肢①で問われている「会社規模別の評価方法」については、「原則」と「容認」の2つの方式が用意されており、納税者は有利なほうを自由に選ぶことができます

例えば、小会社と判定された場合は、「純資産価額方式」と「類似業種比準方式と純資産価額方式の併用方式」の2つの方法で評価額を算定し、どちらか低いほう(=結果として相続税が安くなるほう)の金額を最終的な評価額とすることができます。大中小の原則と容認はよく問われるので、以下の内容をきちんと押さえておきましょう。

原則
  • 大会社:類似業種比準方式
  • 中会社:類似業種比準方式と純資産価額方式の併用方式
  • 小会社:純資産価額方式
容認
  • 大会社:純資産価額方式
  • 中会社:純資産価額方式
  • 小会社:類似業種比準方式と純資産価額方式の併用方式
田口先生1
田口先生
なぜ大会社ほど「類似業種比準方式」が適用され、小会社ほど「純資産価額方式」が適用されるのでしょうか。
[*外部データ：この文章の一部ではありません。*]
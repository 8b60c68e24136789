//! API route definitions.

use axum::Router;

use crate::AppState;

pub mod accounts;
pub mod health;
pub mod reports;

/// Creates the API router with all routes.
pub fn api_routes() -> Router<AppState> {
    Router::new()
        .merge(health::routes())
        .merge(reports::routes())
        .merge(accounts::routes())
}
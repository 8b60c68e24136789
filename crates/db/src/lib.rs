//! Database layer with `SeaORM` entities and repositories.
//!
//! This crate provides:
//! - `SeaORM` entity definitions for accounts and journal entries
//! - [`SeaOrmLedgerStore`], the PostgreSQL ledger store used by reports
//! - Repositories for chart of accounts and journal writes
//! - Database migrations

pub mod entities;
pub mod migration;
pub mod repositories;

pub use repositories::{AccountRepository, JournalRepository, SeaOrmLedgerStore};

use neraca_shared::config::DatabaseConfig;
use sea_orm::{ConnectOptions, Database, DatabaseConnection, DbErr};

/// Establishes a connection to the database.
///
/// # Errors
///
/// Returns an error if the connection cannot be established.
pub async fn connect(database_url: &str) -> Result<DatabaseConnection, DbErr> {
    Database::connect(database_url).await
}

/// Establishes a pooled connection using the configured pool limits.
///
/// # Errors
///
/// Returns an error if the connection cannot be established.
pub async fn connect_with(config: &DatabaseConfig) -> Result<DatabaseConnection, DbErr> {
    let mut options = ConnectOptions::new(config.url.as_str());
    options
        .max_connections(config.max_connections)
        .min_connections(config.min_connections)
        .sqlx_logging(false);
    Database::connect(options).await
}
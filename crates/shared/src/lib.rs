//! Shared types, errors, and configuration for Neraca.
//!
//! This crate provides common types used across all other crates:
//! - The materiality rule for decimal amounts
//! - Typed IDs for type-safe entity references
//! - Pagination types for list endpoints
//! - Application-wide error types
//! - Configuration management

pub mod config;
pub mod error;
pub mod types;

pub use config::{AppConfig, ReportingConfig};
pub use error::AppError;
//! Initial ledger schema.
//!
//! Creates the chart of accounts, journal entries and journal lines, plus the
//! triggers that keep posted history balanced and immutable.

use sea_orm_migration::prelude::*;

#[derive(DeriveMigrationName)]
pub struct Migration;

#[async_trait::async_trait]
impl MigrationTrait for Migration {
    async fn up(&self, manager: &SchemaManager) -> Result<(), DbErr> {
        let db = manager.get_connection();

        // ============================================================
        // PART 1: ENUMS
        // ============================================================
        db.execute_unprepared(ENUMS_SQL).await?;

        // ============================================================
        // PART 2: CHART OF ACCOUNTS
        // ============================================================
        db.execute_unprepared(ACCOUNTS_SQL).await?;

        // ============================================================
        // PART 3: JOURNAL
        // ============================================================
        db.execute_unprepared(JOURNAL_ENTRIES_SQL).await?;
        db.execute_unprepared(JOURNAL_LINES_SQL).await?;

        // ============================================================
        // PART 4: TRIGGERS & FUNCTIONS
        // ============================================================
        db.execute_unprepared(TRIGGERS_SQL).await?;

        Ok(())
    }

    async fn down(&self, manager: &SchemaManager) -> Result<(), DbErr> {
        let db = manager.get_connection();
        db.execute_unprepared(DROP_ALL_SQL).await?;
        Ok(())
    }
}

// ============================================================
// SQL CONSTANTS
// ============================================================

const ENUMS_SQL: &str = r"
CREATE TYPE account_type AS ENUM (
    'asset',
    'liability',
    'equity',
    'revenue',
    'cost_of_sales',
    'expense'
);

CREATE TYPE entry_status AS ENUM ('draft', 'posted', 'voided');
";

const ACCOUNTS_SQL: &str = r"
CREATE TABLE accounts (
    id UUID PRIMARY KEY DEFAULT gen_random_uuid(),
    code VARCHAR(20) NOT NULL UNIQUE,
    name VARCHAR(255) NOT NULL,
    account_type account_type NOT NULL,
    is_active BOOLEAN NOT NULL DEFAULT true,
    created_at TIMESTAMPTZ NOT NULL DEFAULT now(),
    updated_at TIMESTAMPTZ NOT NULL DEFAULT now()
);

CREATE INDEX idx_accounts_type ON accounts(account_type) WHERE is_active = true;
";

const JOURNAL_ENTRIES_SQL: &str = r"
CREATE TABLE journal_entries (
    id UUID PRIMARY KEY DEFAULT gen_random_uuid(),
    sequence BIGSERIAL NOT NULL UNIQUE,
    entry_date DATE NOT NULL,
    reference VARCHAR(100) NOT NULL,
    description TEXT NOT NULL,
    status entry_status NOT NULL DEFAULT 'draft',
    posted_at TIMESTAMPTZ,
    posted_by VARCHAR(255),
    voided_at TIMESTAMPTZ,
    created_at TIMESTAMPTZ NOT NULL DEFAULT now(),
    updated_at TIMESTAMPTZ NOT NULL DEFAULT now()
);

CREATE INDEX idx_je_posted_date ON journal_entries(entry_date, sequence) WHERE status = 'posted';
";

const JOURNAL_LINES_SQL: &str = r"
CREATE TABLE journal_lines (
    id UUID PRIMARY KEY DEFAULT gen_random_uuid(),
    entry_id UUID NOT NULL REFERENCES journal_entries(id) ON DELETE CASCADE,
    line_number INTEGER NOT NULL,
    account_id UUID NOT NULL REFERENCES accounts(id),
    debit NUMERIC(19, 4) NOT NULL DEFAULT 0,
    credit NUMERIC(19, 4) NOT NULL DEFAULT 0,
    description TEXT,
    created_at TIMESTAMPTZ NOT NULL DEFAULT now(),
    UNIQUE (entry_id, line_number),
    CONSTRAINT chk_debit_or_credit CHECK (
        (debit > 0 AND credit = 0) OR (debit = 0 AND credit > 0)
    )
);

CREATE INDEX idx_jl_entry ON journal_lines(entry_id);
CREATE INDEX idx_jl_account ON journal_lines(account_id);
";

const TRIGGERS_SQL: &str = r"
-- ============================================================
-- FUNCTION: assert_entry_balanced
-- Raises when a posted entry's debits and credits differ
-- ============================================================
CREATE OR REPLACE FUNCTION assert_entry_balanced(p_entry_id UUID)
RETURNS VOID AS $$
DECLARE
    total_debit NUMERIC(19, 4);
    total_credit NUMERIC(19, 4);
    line_count INTEGER;
    current_status entry_status;
BEGIN
    SELECT status INTO current_status
    FROM journal_entries
    WHERE id = p_entry_id;

    IF current_status = 'posted' THEN
        SELECT
            COALESCE(SUM(debit), 0),
            COALESCE(SUM(credit), 0),
            COUNT(*)
        INTO total_debit, total_credit, line_count
        FROM journal_lines
        WHERE entry_id = p_entry_id;

        IF line_count < 2 THEN
            RAISE EXCEPTION 'Posted entry % needs at least two lines', p_entry_id;
        END IF;

        IF total_debit <> total_credit THEN
            RAISE EXCEPTION 'Journal entry is not balanced. Debit: %, Credit: %',
                total_debit, total_credit;
        END IF;
    END IF;
END;
$$ LANGUAGE plpgsql;

CREATE OR REPLACE FUNCTION check_line_balance()
RETURNS TRIGGER AS $$
BEGIN
    PERFORM assert_entry_balanced(NEW.entry_id);
    RETURN NEW;
END;
$$ LANGUAGE plpgsql;

CREATE OR REPLACE FUNCTION check_entry_balance()
RETURNS TRIGGER AS $$
BEGIN
    PERFORM assert_entry_balanced(NEW.id);
    RETURN NEW;
END;
$$ LANGUAGE plpgsql;

CREATE CONSTRAINT TRIGGER trg_check_line_balance
AFTER INSERT OR UPDATE ON journal_lines
DEFERRABLE INITIALLY DEFERRED
FOR EACH ROW
EXECUTE FUNCTION check_line_balance();

CREATE CONSTRAINT TRIGGER trg_check_entry_balance
AFTER UPDATE OF status ON journal_entries
DEFERRABLE INITIALLY DEFERRED
FOR EACH ROW
WHEN (NEW.status = 'posted')
EXECUTE FUNCTION check_entry_balance();

-- ============================================================
-- FUNCTION: prevent_posted_modification
-- Posted entries may only be voided; voided entries are final
-- ============================================================
CREATE OR REPLACE FUNCTION prevent_posted_modification()
RETURNS TRIGGER AS $$
BEGIN
    IF TG_OP = 'DELETE' THEN
        IF OLD.status <> 'draft' THEN
            RAISE EXCEPTION 'Cannot delete % journal entry.', OLD.status;
        END IF;
        RETURN OLD;
    END IF;

    IF OLD.status = 'posted' AND NEW.status NOT IN ('voided') THEN
        RAISE EXCEPTION 'Cannot modify posted journal entry. Void it and post a new entry instead.';
    END IF;

    IF OLD.status = 'voided' THEN
        RAISE EXCEPTION 'Cannot modify voided journal entry.';
    END IF;

    RETURN NEW;
END;
$$ LANGUAGE plpgsql;

CREATE TRIGGER trg_prevent_posted_mod
BEFORE UPDATE OR DELETE ON journal_entries
FOR EACH ROW
EXECUTE FUNCTION prevent_posted_modification();

-- ============================================================
-- FUNCTION: prevent_posted_line_modification
-- Lines can only change while their entry is a draft
-- ============================================================
CREATE OR REPLACE FUNCTION prevent_posted_line_modification()
RETURNS TRIGGER AS $$
DECLARE
    parent_status entry_status;
    target_entry UUID;
BEGIN
    IF TG_OP = 'DELETE' THEN
        target_entry := OLD.entry_id;
    ELSE
        target_entry := NEW.entry_id;
    END IF;

    SELECT status INTO parent_status
    FROM journal_entries
    WHERE id = target_entry;

    IF parent_status IS NOT NULL AND parent_status <> 'draft' THEN
        RAISE EXCEPTION 'Cannot change lines of % journal entry.', parent_status;
    END IF;

    IF TG_OP = 'DELETE' THEN
        RETURN OLD;
    END IF;
    RETURN NEW;
END;
$$ LANGUAGE plpgsql;

CREATE TRIGGER trg_prevent_posted_line_mod
BEFORE INSERT OR UPDATE OR DELETE ON journal_lines
FOR EACH ROW
EXECUTE FUNCTION prevent_posted_line_modification();

-- ============================================================
-- FUNCTION: lock_account_type
-- An account's type is fixed once any line references it
-- ============================================================
CREATE OR REPLACE FUNCTION lock_account_type()
RETURNS TRIGGER AS $$
BEGIN
    IF EXISTS (SELECT 1 FROM journal_lines WHERE account_id = NEW.id) THEN
        RAISE EXCEPTION 'Cannot change type of account %: it has journal lines', NEW.code;
    END IF;
    RETURN NEW;
END;
$$ LANGUAGE plpgsql;

CREATE TRIGGER trg_lock_account_type
BEFORE UPDATE ON accounts
FOR EACH ROW
WHEN (OLD.account_type IS DISTINCT FROM NEW.account_type)
EXECUTE FUNCTION lock_account_type();
";

const DROP_ALL_SQL: &str = r"
-- ============================================================
-- DROP ALL: Rollback migration
-- Order matters due to foreign key constraints
-- ============================================================

DROP TRIGGER IF EXISTS trg_lock_account_type ON accounts;
DROP TRIGGER IF EXISTS trg_prevent_posted_line_mod ON journal_lines;
DROP TRIGGER IF EXISTS trg_prevent_posted_mod ON journal_entries;
DROP TRIGGER IF EXISTS trg_check_entry_balance ON journal_entries;
DROP TRIGGER IF EXISTS trg_check_line_balance ON journal_lines;

DROP FUNCTION IF EXISTS lock_account_type();
DROP FUNCTION IF EXISTS prevent_posted_line_modification();
DROP FUNCTION IF EXISTS prevent_posted_modification();
DROP FUNCTION IF EXISTS check_entry_balance();
DROP FUNCTION IF EXISTS check_line_balance();
DROP FUNCTION IF EXISTS assert_entry_balanced(UUID);

DROP TABLE IF EXISTS journal_lines;
DROP TABLE IF EXISTS journal_entries;
DROP TABLE IF EXISTS accounts;

DROP TYPE IF EXISTS entry_status;
DROP TYPE IF EXISTS account_type;
";
//! Page slicing for list endpoints.
//!
//! Ledger movements are computed in full (running balances depend on every
//! earlier line) and then cut into pages, so everything here works on
//! already materialized vectors.

use serde::{Deserialize, Serialize};

/// Largest page size a caller may request.
pub const MAX_PER_PAGE: u32 = 500;

/// Page size used when the caller gives none.
pub const DEFAULT_PER_PAGE: u32 = 50;

/// A 1-indexed page of a list.
#[derive(Debug, Clone, Copy, PartialEq, Eq, Serialize, Deserialize)]
pub struct PageRequest {
    /// Page number, starting at 1.
    pub page: u32,
    /// Items per page.
    pub per_page: u32,
}

impl Default for PageRequest {
    fn default() -> Self {
        Self::new(None, None)
    }
}

impl PageRequest {
    /// Builds a request from optional query values, clamping into range.
    #[must_use]
    pub fn new(page: Option<u32>, per_page: Option<u32>) -> Self {
        Self {
            page: page.unwrap_or(1).max(1),
            per_page: per_page.unwrap_or(DEFAULT_PER_PAGE).clamp(1, MAX_PER_PAGE),
        }
    }

    /// Index of the first item on this page.
    fn first_index(self) -> usize {
        let skipped = u64::from(self.page.saturating_sub(1)) * u64::from(self.per_page);
        usize::try_from(skipped).unwrap_or(usize::MAX)
    }
}

/// One page of items plus where it sits in the whole list.
#[derive(Debug, Clone, Serialize, Deserialize)]
pub struct PageResponse<T> {
    /// Items on this page.
    pub data: Vec<T>,
    /// Page position.
    pub meta: PageMeta,
}

/// Position of a page within the full list.
#[derive(Debug, Clone, Copy, PartialEq, Eq, Serialize, Deserialize)]
pub struct PageMeta {
    /// Page number, starting at 1.
    pub page: u32,
    /// Items per page.
    pub per_page: u32,
    /// Items across all pages.
    pub total: u64,
    /// At least 1, even for an empty list.
    pub total_pages: u32,
}

impl<T> PageResponse<T> {
    /// Cuts the requested page out of a full list.
    #[must_use]
    pub fn paginate(items: Vec<T>, request: PageRequest) -> Self {
        let total = items.len();
        let per_page = request.per_page.max(1) as usize;
        let total_pages = total.div_ceil(per_page).max(1);
        let data = items
            .into_iter()
            .skip(request.first_index())
            .take(per_page)
            .collect();

        Self {
            data,
            meta: PageMeta {
                page: request.page,
                per_page: request.per_page,
                total: total as u64,
                total_pages: u32::try_from(total_pages).unwrap_or(u32::MAX),
            },
        }
    }
}

#[cfg(test)]
#[path = "pagination_tests.rs"]
mod tests;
大会社は従業員も多く組織の実態が上場企業に近いため、上場企業の株価を参考にする類似業種比準方式が適していると考えられています。
一方、小会社は上場企業とは程遠く、実態としては「社長個人の資産を会社名義にしているだけ」に近いことが多いため、会社の持っている財産の価値を直接積み上げて計算する純資産価額方式が適していると考えられています。